David Lee, the famed collector of all things Ferrari, recently decided to build his own dream machine

What started life as a 1972 Dino has been transformed into the restomodded machine now called a Dino Monza 3.6 Evo. Lee brought the car to Jay Leno’s Garage so the affable car lover could give it a proper once over.

This is the Dino that Ferrari should’ve built, and that’s the exact sentiment Leno has as well, although we’re sure there are many purists out there who will happily disagree.

“I love the fact that you kept it all Ferrari,” Leno said as he chatted with Lee and learned more about the car. Leno refernced the fact that Lee didn’t swap in a non-Ferrari powerplant into the tail of this Dino. Instead, he opted to have a 3.6-liter Ferrari V8 dropped in. This replaces the lame-duck 180-horsepower V6 that used to live in that space.

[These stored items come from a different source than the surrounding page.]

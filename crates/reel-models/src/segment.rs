//! Time intervals and the segment types that flow through the pipeline.

use schemars::JsonSchema;
use serde::{Deserialize, Serialize};
use std::fmt;

/// Number of search keywords every segment carries.
pub const KEYWORDS_PER_SEGMENT: usize = 3;

/// A half-open span of time in seconds, `start <= end`.
#[derive(Debug, Clone, Copy, PartialEq, Serialize, Deserialize, JsonSchema)]
pub struct Interval {
    pub start: f64,
    pub end: f64,
}

impl Interval {
    pub fn new(start: f64, end: f64) -> Self {
        Self { start, end }
    }

    /// Length of the interval in seconds.
    pub fn duration(&self) -> f64 {
        self.end - self.start
    }

    /// Whether `other` begins exactly where this interval ends.
    pub fn is_adjacent_to(&self, other: &Interval) -> bool {
        (self.end - other.start).abs() < f64::EPSILON
    }

    /// Both endpoints are finite, non-negative, and ordered.
    pub fn is_well_formed(&self) -> bool {
        self.start.is_finite() && self.end.is_finite() && self.start >= 0.0 && self.start <= self.end
    }
}

impl fmt::Display for Interval {
    fn fmt(&self, f: &mut fmt::Formatter<'_>) -> fmt::Result {
        write!(f, "[{:.2}, {:.2})", self.start, self.end)
    }
}

/// A time interval paired with exactly three footage search keywords.
#[derive(Debug, Clone, PartialEq, Serialize, Deserialize, JsonSchema)]
pub struct KeywordSegment {
    pub interval: Interval,
    /// Always exactly three non-empty strings. Short LLM output is padded,
    /// long output truncated, before a segment is constructed.
    pub keywords: [String; KEYWORDS_PER_SEGMENT],
}

impl KeywordSegment {
    pub fn new(interval: Interval, keywords: [String; KEYWORDS_PER_SEGMENT]) -> Self {
        Self { interval, keywords }
    }
}

/// A matched stock-footage asset.
#[derive(Debug, Clone, PartialEq, Eq, Serialize, Deserialize, JsonSchema)]
pub struct ResourceRef {
    /// Direct download/playback URL of the asset file.
    pub url: String,
    /// Provider-side identifier of the asset.
    pub provider_id: String,
}

impl ResourceRef {
    pub fn new(url: impl Into<String>, provider_id: impl Into<String>) -> Self {
        Self {
            url: url.into(),
            provider_id: provider_id.into(),
        }
    }
}

/// A time interval paired with a matched asset, or explicitly none when the
/// search stage found nothing for it.
#[derive(Debug, Clone, PartialEq, Serialize, Deserialize, JsonSchema)]
pub struct ResourceSegment {
    pub interval: Interval,
    #[serde(skip_serializing_if = "Option::is_none")]
    pub resource: Option<ResourceRef>,
}

impl ResourceSegment {
    pub fn new(interval: Interval, resource: Option<ResourceRef>) -> Self {
        Self { interval, resource }
    }

    pub fn matched(interval: Interval, resource: ResourceRef) -> Self {
        Self {
            interval,
            resource: Some(resource),
        }
    }

    pub fn absent(interval: Interval) -> Self {
        Self {
            interval,
            resource: None,
        }
    }
}

/// A spoken caption with its timing, produced by the caption extractor.
#[derive(Debug, Clone, PartialEq, Serialize, Deserialize, JsonSchema)]
pub struct TimedCaption {
    pub interval: Interval,
    pub text: String,
}

impl TimedCaption {
    pub fn new(interval: Interval, text: impl Into<String>) -> Self {
        Self {
            interval,
            text: text.into(),
        }
    }
}

#[cfg(test)]
mod tests {
    use super::*;

    #[test]
    fn interval_well_formed() {
        assert!(Interval::new(0.0, 5.0).is_well_formed());
        assert!(Interval::new(2.0, 2.0).is_well_formed());
        assert!(!Interval::new(3.0, 2.0).is_well_formed());
        assert!(!Interval::new(-1.0, 2.0).is_well_formed());
        assert!(!Interval::new(0.0, f64::NAN).is_well_formed());
    }

    #[test]
    fn interval_adjacency() {
        let a = Interval::new(0.0, 2.0);
        let b = Interval::new(2.0, 4.0);
        let c = Interval::new(2.5, 4.0);
        assert!(a.is_adjacent_to(&b));
        assert!(!a.is_adjacent_to(&c));
    }

    #[test]
    fn resource_segment_serializes_without_null_resource() {
        let seg = ResourceSegment::absent(Interval::new(0.0, 1.0));
        let json = serde_json::to_value(&seg).unwrap();
        assert!(json.get("resource").is_none());
    }
}
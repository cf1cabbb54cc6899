//! OpenAI-compatible chat-completions client for script and keyword
//! generation.

use std::time::Duration;

use async_trait::async_trait;
use reqwest::Client;
use serde::{Deserialize, Serialize};
use tracing::{debug, info};

use reel_models::{Language, TimedCaption};

use crate::error::{ProviderError, ProviderResult};
use crate::prompts;
use crate::retry::{retry_provider_call, RetryConfig};
use crate::traits::ScriptGenerator;

/// Configuration for the LLM client.
#[derive(Debug, Clone)]
pub struct LlmConfig {
    /// Base URL of an OpenAI-compatible API (e.g. OpenRouter).
    pub base_url: String,
    /// Bearer API key.
    pub api_key: String,
    /// Model identifier.
    pub model: String,
    /// Request timeout.
    pub timeout: Duration,
    /// Max retries for transient failures.
    pub max_retries: u32,
}

impl LlmConfig {
    /// Create config from environment variables.
    pub fn from_env() -> ProviderResult<Self> {
        let api_key = std::env::var("OPENROUTER_API_KEY")
            .map_err(|_| ProviderError::permanent("OPENROUTER_API_KEY not set"))?;

        Ok(Self {
            base_url: std::env::var("LLM_BASE_URL")
                .unwrap_or_else(|_| "https://openrouter.ai/api/v1".to_string()),
            api_key,
            model: std::env::var("LLM_MODEL")
                .unwrap_or_else(|_| "google/gemini-2.0-flash-exp:free".to_string()),
            timeout: Duration::from_secs(
                std::env::var("LLM_TIMEOUT")
                    .ok()
                    .and_then(|s| s.parse().ok())
                    .unwrap_or(60),
            ),
            max_retries: std::env::var("LLM_RETRIES")
                .ok()
                .and_then(|s| s.parse().ok())
                .unwrap_or(3),
        })
    }
}

/// Chat-completions request/response wire types.
#[derive(Debug, Serialize)]
struct ChatRequest {
    model: String,
    messages: Vec<ChatMessage>,
    temperature: f32,
}

#[derive(Debug, Serialize)]
struct ChatMessage {
    role: &'static str,
    content: String,
}

#[derive(Debug, Deserialize)]
struct ChatResponse {
    choices: Vec<Choice>,
}

#[derive(Debug, Deserialize)]
struct Choice {
    message: ResponseMessage,
}

#[derive(Debug, Deserialize)]
struct ResponseMessage {
    content: String,
}

/// Client for an OpenAI-compatible chat API.
pub struct LlmClient {
    http: Client,
    config: LlmConfig,
}

impl LlmClient {
    /// Create a new LLM client.
    pub fn new(config: LlmConfig) -> ProviderResult<Self> {
        let http = Client::builder()
            .timeout(config.timeout)
            .build()
            .map_err(ProviderError::from)?;

        Ok(Self { http, config })
    }

    /// Create from environment variables.
    pub fn from_env() -> ProviderResult<Self> {
        Self::new(LlmConfig::from_env()?)
    }

    /// Send one chat exchange and return the assistant text, with
    /// whitespace runs collapsed.
    async fn chat(&self, system: &str, user: &str) -> ProviderResult<String> {
        let url = format!("{}/chat/completions", self.config.base_url);
        let request = ChatRequest {
            model: self.config.model.clone(),
            messages: vec![
                ChatMessage {
                    role: "system",
                    content: system.to_string(),
                },
                ChatMessage {
                    role: "user",
                    content: user.to_string(),
                },
            ],
            temperature: 1.0,
        };

        let retry = RetryConfig::new("llm_chat").with_max_retries(self.config.max_retries);
        let response = retry_provider_call(&retry, || async {
            let resp = self
                .http
                .post(&url)
                .bearer_auth(&self.config.api_key)
                .json(&request)
                .send()
                .await?;

            let status = resp.status();
            if !status.is_success() {
                let body = resp.text().await.unwrap_or_default();
                return Err(ProviderError::from_status(status, &body));
            }
            let parsed: ChatResponse = resp
                .json()
                .await
                .map_err(|e| ProviderError::invalid_response(e.to_string()))?;
            Ok(parsed)
        })
        .await?;

        let content = response
            .choices
            .first()
            .map(|c| c.message.content.trim().to_string())
            .ok_or_else(|| ProviderError::invalid_response("no choices in chat response"))?;

        debug!(chars = content.len(), "llm reply received");
        Ok(content.split_whitespace().collect::<Vec<_>>().join(" "))
    }
}

/// Pull the `script` field out of the model reply, tolerating surrounding
/// prose by falling back to the substring between the first `{` and the
/// last `}`.
fn extract_script(content: &str) -> ProviderResult<String> {
    if let Ok(value) = serde_json::from_str::<serde_json::Value>(content) {
        if let Some(script) = value.get("script").and_then(|s| s.as_str()) {
            return Ok(script.to_string());
        }
    }

    let start = content.find('{');
    let end = content.rfind('}');
    if let (Some(start), Some(end)) = (start, end) {
        if start < end {
            if let Ok(value) = serde_json::from_str::<serde_json::Value>(&content[start..=end]) {
                if let Some(script) = value.get("script").and_then(|s| s.as_str()) {
                    return Ok(script.to_string());
                }
            }
        }
    }

    Err(ProviderError::invalid_response(
        "script response carried no parsable 'script' object",
    ))
}

fn captions_digest(captions: &[TimedCaption]) -> String {
    captions
        .iter()
        .map(|c| {
            format!(
                "(({:.2}, {:.2}), '{}')",
                c.interval.start, c.interval.end, c.text
            )
        })
        .collect::<Vec<_>>()
        .join("")
}

#[async_trait]
impl ScriptGenerator for LlmClient {
    async fn generate_script(&self, topic: &str, language: Language) -> ProviderResult<String> {
        info!(%language, "generating script");
        let content = self.chat(prompts::script_system(language), topic).await?;
        extract_script(&content)
    }

    async fn generate_keywords_raw(
        &self,
        script: &str,
        captions: &[TimedCaption],
        language: Language,
    ) -> ProviderResult<String> {
        info!(%language, captions = captions.len(), "generating timed keywords");
        let user = format!(
            "Script: {}\nTimed Captions: {}",
            script,
            captions_digest(captions)
        );
        self.chat(prompts::keywords_system(language), &user).await
    }

    async fn reformat_segments(&self, malformed: &str) -> ProviderResult<String> {
        info!("asking model to reformat malformed segment output");
        self.chat(prompts::reformat_system(), malformed).await
    }
}
//! Narration language, voice, and caption styling settings.

use schemars::JsonSchema;
use serde::{Deserialize, Serialize};
use std::fmt;
use std::str::FromStr;
use thiserror::Error;

/// Narration language for the generated video.
#[derive(Debug, Clone, Copy, PartialEq, Eq, Hash, Serialize, Deserialize, JsonSchema, Default)]
#[serde(rename_all = "snake_case")]
pub enum Language {
    #[default]
    En,
    Ar,
}

impl Language {
    pub fn as_str(&self) -> &'static str {
        match self {
            Language::En => "en",
            Language::Ar => "ar",
        }
    }

    /// Default TTS voice for this language.
    pub fn default_voice(&self) -> &'static str {
        match self {
            Language::En => "en-AU-WilliamNeural",
            Language::Ar => "ar-SA-HamedNeural",
        }
    }

    /// Default caption font family for this language.
    pub fn default_font_family(&self) -> &'static str {
        match self {
            Language::En => "Arial",
            Language::Ar => "Arial Unicode MS",
        }
    }
}

impl fmt::Display for Language {
    fn fmt(&self, f: &mut fmt::Formatter<'_>) -> fmt::Result {
        write!(f, "{}", self.as_str())
    }
}

impl FromStr for Language {
    type Err = LanguageParseError;

    fn from_str(s: &str) -> Result<Self, Self::Err> {
        match s.to_lowercase().as_str() {
            "en" => Ok(Language::En),
            "ar" => Ok(Language::Ar),
            other => Err(LanguageParseError(other.to_string())),
        }
    }
}

#[derive(Debug, Error)]
#[error("unsupported language: {0}")]
pub struct LanguageParseError(pub String);

/// Caption rendering settings.
#[derive(Debug, Clone, PartialEq, Serialize, Deserialize, JsonSchema)]
pub struct FontSettings {
    pub size: u32,
    pub color: String,
    pub stroke_color: String,
    pub stroke_width: u32,
    pub family: String,
}

impl FontSettings {
    /// Defaults for a given language (Arabic needs a Unicode-capable family).
    pub fn defaults_for(language: Language) -> Self {
        Self {
            size: 100,
            color: "white".to_string(),
            stroke_color: "black".to_string(),
            stroke_width: 3,
            family: language.default_font_family().to_string(),
        }
    }
}

impl Default for FontSettings {
    fn default() -> Self {
        Self::defaults_for(Language::En)
    }
}

/// Full per-task settings echoed back in status responses.
#[derive(Debug, Clone, PartialEq, Serialize, Deserialize, JsonSchema)]
pub struct VideoSettings {
    pub language: Language,
    pub voice: String,
    pub font: FontSettings,
}

impl VideoSettings {
    pub fn defaults_for(language: Language) -> Self {
        Self {
            language,
            voice: language.default_voice().to_string(),
            font: FontSettings::defaults_for(language),
        }
    }
}

impl Default for VideoSettings {
    fn default() -> Self {
        Self::defaults_for(Language::En)
    }
}
//! API error type and its HTTP mapping.

use axum::http::StatusCode;
use axum::response::{IntoResponse, Response};
use axum::Json;
use serde_json::json;
use thiserror::Error;

use reel_worker::CancelRejection;

pub type ApiResult<T> = Result<T, ApiError>;

#[derive(Debug, Error)]
pub enum ApiError {
    #[error("validation error: {0}")]
    Validation(String),

    #[error("not found: {0}")]
    NotFound(String),

    #[error("conflict: {0}")]
    Conflict(String),

    #[error("internal error: {0}")]
    Internal(String),
}

impl ApiError {
    pub fn validation(msg: impl Into<String>) -> Self {
        Self::Validation(msg.into())
    }

    pub fn not_found(msg: impl Into<String>) -> Self {
        Self::NotFound(msg.into())
    }

    pub fn conflict(msg: impl Into<String>) -> Self {
        Self::Conflict(msg.into())
    }

    pub fn internal(msg: impl Into<String>) -> Self {
        Self::Internal(msg.into())
    }

    fn status(&self) -> StatusCode {
        match self {
            ApiError::Validation(_) => StatusCode::BAD_REQUEST,
            ApiError::NotFound(_) => StatusCode::NOT_FOUND,
            ApiError::Conflict(_) => StatusCode::CONFLICT,
            ApiError::Internal(_) => StatusCode::INTERNAL_SERVER_ERROR,
        }
    }

    fn message(&self) -> String {
        match self {
            ApiError::Validation(m)
            | ApiError::NotFound(m)
            | ApiError::Conflict(m) => m.clone(),
            // Internal details stay in the logs.
            ApiError::Internal(_) => "Internal server error".to_string(),
        }
    }
}

impl IntoResponse for ApiError {
    fn into_response(self) -> Response {
        if let ApiError::Internal(detail) = &self {
            tracing::error!(%detail, "internal error");
        }
        let status = self.status();
        let body = Json(json!({ "error": self.message() }));
        (status, body).into_response()
    }
}

impl From<CancelRejection> for ApiError {
    fn from(rejection: CancelRejection) -> Self {
        match rejection {
            CancelRejection::NotFound => ApiError::not_found("Task not found"),
            CancelRejection::Conflict => {
                ApiError::conflict("Task is not in a cancellable state")
            }
        }
    }
}

#[cfg(test)]
mod tests {
    use super::*;

    #[test]
    fn status_mapping() {
        assert_eq!(
            ApiError::validation("x").status(),
            StatusCode::BAD_REQUEST
        );
        assert_eq!(ApiError::not_found("x").status(), StatusCode::NOT_FOUND);
        assert_eq!(ApiError::conflict("x").status(), StatusCode::CONFLICT);
        assert_eq!(
            ApiError::internal("x").status(),
            StatusCode::INTERNAL_SERVER_ERROR
        );
    }

    #[test]
    fn internal_detail_is_not_exposed() {
        let err = ApiError::internal("db password is hunter2");
        assert_eq!(err.message(), "Internal server error");
    }

    #[test]
    fn cancel_rejections_map_to_http_errors() {
        assert!(matches!(
            ApiError::from(CancelRejection::NotFound),
            ApiError::NotFound(_)
        ));
        assert!(matches!(
            ApiError::from(CancelRejection::Conflict),
            ApiError::Conflict(_)
        ));
    }
}
//! Client for the media sidecar service.
//!
//! Speech synthesis, caption timing, and compositing run in a separate
//! media service on the same host; this client drives it over HTTP and
//! exchanges file paths on the shared filesystem.

use std::path::Path;
use std::time::Duration;

use async_trait::async_trait;
use reqwest::Client;
use serde::{Deserialize, Serialize};
use tokio::io::AsyncWriteExt;
use tracing::{debug, info};

use reel_models::{Interval, ResourceSegment, TimedCaption, VideoSettings};

use crate::error::{ProviderError, ProviderResult};
use crate::retry::{retry_provider_call, RetryConfig};
use crate::traits::{CaptionExtractor, SpeechSynthesizer, VideoRenderer};

/// Configuration for the media sidecar client.
#[derive(Debug, Clone)]
pub struct MediaConfig {
    /// Base URL of the media service.
    pub base_url: String,
    /// Request timeout; rendering can take minutes.
    pub timeout: Duration,
    /// Max retries for transient failures.
    pub max_retries: u32,
}

impl Default for MediaConfig {
    fn default() -> Self {
        Self {
            base_url: "http://localhost:8091".to_string(),
            timeout: Duration::from_secs(300),
            max_retries: 2,
        }
    }
}

impl MediaConfig {
    /// Create config from environment variables.
    pub fn from_env() -> Self {
        Self {
            base_url: std::env::var("MEDIA_SERVICE_URL")
                .unwrap_or_else(|_| "http://localhost:8091".to_string()),
            timeout: Duration::from_secs(
                std::env::var("MEDIA_SERVICE_TIMEOUT")
                    .ok()
                    .and_then(|s| s.parse().ok())
                    .unwrap_or(300),
            ),
            max_retries: std::env::var("MEDIA_SERVICE_RETRIES")
                .ok()
                .and_then(|s| s.parse().ok())
                .unwrap_or(2),
        }
    }
}

#[derive(Debug, Serialize)]
struct TtsRequest<'a> {
    text: &'a str,
    voice: &'a str,
}

#[derive(Debug, Deserialize)]
struct CaptionsResponse {
    captions: Vec<WireCaption>,
}

#[derive(Debug, Deserialize)]
struct WireCaption {
    start: f64,
    end: f64,
    text: String,
}

#[derive(Debug, Serialize)]
struct RenderRequest<'a> {
    audio_path: &'a str,
    captions: &'a [TimedCaption],
    segments: &'a [ResourceSegment],
    settings: &'a VideoSettings,
}

#[derive(Debug, Deserialize)]
struct RenderResponse {
    output_path: String,
}

/// Client for the media sidecar.
pub struct MediaServiceClient {
    http: Client,
    config: MediaConfig,
}

impl MediaServiceClient {
    /// Create a new media client.
    pub fn new(config: MediaConfig) -> ProviderResult<Self> {
        let http = Client::builder()
            .timeout(config.timeout)
            .build()
            .map_err(ProviderError::from)?;

        Ok(Self { http, config })
    }

    /// Create from environment variables.
    pub fn from_env() -> ProviderResult<Self> {
        Self::new(MediaConfig::from_env())
    }

    fn path_str(path: &Path) -> ProviderResult<&str> {
        path.to_str()
            .ok_or_else(|| ProviderError::permanent("non-UTF-8 media path"))
    }
}

#[async_trait]
impl SpeechSynthesizer for MediaServiceClient {
    async fn synthesize(&self, text: &str, voice: &str, output: &Path) -> ProviderResult<()> {
        let url = format!("{}/tts", self.config.base_url);
        info!(%voice, chars = text.len(), "synthesizing narration");

        let retry = RetryConfig::new("tts").with_max_retries(self.config.max_retries);
        let bytes = retry_provider_call(&retry, || async {
            let resp = self
                .http
                .post(&url)
                .json(&TtsRequest { text, voice })
                .send()
                .await?;

            let status = resp.status();
            if !status.is_success() {
                let body = resp.text().await.unwrap_or_default();
                return Err(ProviderError::from_status(status, &body));
            }
            resp.bytes()
                .await
                .map_err(|e| ProviderError::invalid_response(e.to_string()))
        })
        .await?;

        let mut file = tokio::fs::File::create(output)
            .await
            .map_err(|e| ProviderError::permanent(format!("cannot create audio file: {e}")))?;
        file.write_all(&bytes)
            .await
            .map_err(|e| ProviderError::permanent(format!("cannot write audio file: {e}")))?;
        file.flush()
            .await
            .map_err(|e| ProviderError::permanent(format!("cannot write audio file: {e}")))?;
        debug!(bytes = bytes.len(), path = %output.display(), "audio written");
        Ok(())
    }
}

#[async_trait]
impl CaptionExtractor for MediaServiceClient {
    async fn extract(&self, audio: &Path) -> ProviderResult<Vec<TimedCaption>> {
        let url = format!("{}/captions", self.config.base_url);
        let audio_path = Self::path_str(audio)?;

        let retry = RetryConfig::new("captions").with_max_retries(self.config.max_retries);
        let response: CaptionsResponse = retry_provider_call(&retry, || async {
            let resp = self
                .http
                .post(&url)
                .json(&serde_json::json!({ "audio_path": audio_path }))
                .send()
                .await?;

            let status = resp.status();
            if !status.is_success() {
                let body = resp.text().await.unwrap_or_default();
                return Err(ProviderError::from_status(status, &body));
            }
            resp.json()
                .await
                .map_err(|e| ProviderError::invalid_response(e.to_string()))
        })
        .await?;

        Ok(response
            .captions
            .into_iter()
            .map(|c| TimedCaption::new(Interval::new(c.start, c.end), c.text))
            .collect())
    }
}

#[async_trait]
impl VideoRenderer for MediaServiceClient {
    async fn render(
        &self,
        audio: &Path,
        captions: &[TimedCaption],
        segments: &[ResourceSegment],
        settings: &VideoSettings,
    ) -> ProviderResult<String> {
        let url = format!("{}/render", self.config.base_url);
        let audio_path = Self::path_str(audio)?;
        info!(segments = segments.len(), "requesting final render");

        let request = RenderRequest {
            audio_path,
            captions,
            segments,
            settings,
        };

        // Rendering is not retried: a second encode of a half-written
        // output is worse than failing the task.
        let resp = self.http.post(&url).json(&request).send().await?;
        let status = resp.status();
        if !status.is_success() {
            let body = resp.text().await.unwrap_or_default();
            return Err(ProviderError::from_status(status, &body));
        }
        let parsed: RenderResponse = resp
            .json()
            .await
            .map_err(|e| ProviderError::invalid_response(e.to_string()))?;
        Ok(parsed.output_path)
    }
}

Lee has taken his Dino much further than an engine swap however, as the body lines have been slightly altered and the interior brought up to a spec more befitting of the car. Out back, a clear cover sits over the engine while the Daytona seats have been retained to keep the cabin beautiful. All of the changes add up to a gorgeous machine that now produces 400 horsepower and is sure to be an absolute joy to drive.

Jay and David walk through the entire car before hopping in and going for a drive. Along the way, Lee informed Leno that the British car builders who helped bring his vision to life can produce up to five examples per year. Lee will take the orders and sell them on behalf of Mototechnique, which is the shop responsible.

Leno remarked that this classic machine doesn’t need all of the wings, vents, and spoilers which seem to cover modern machines. Instead, the Dino is a perfect five to seven tenths car — just as enjoyable on a brisk canyon road as it is during a relaxed coastal cruise.

Lee knows a lot about what he wants to see from a Ferrari, be it new or old. He’s clearly crafted a classic Dino in a manner that makes sense for today’s world and also for today’s restomod-seeking customer who is willing to fork over what should be a colossal amount of cash to own one.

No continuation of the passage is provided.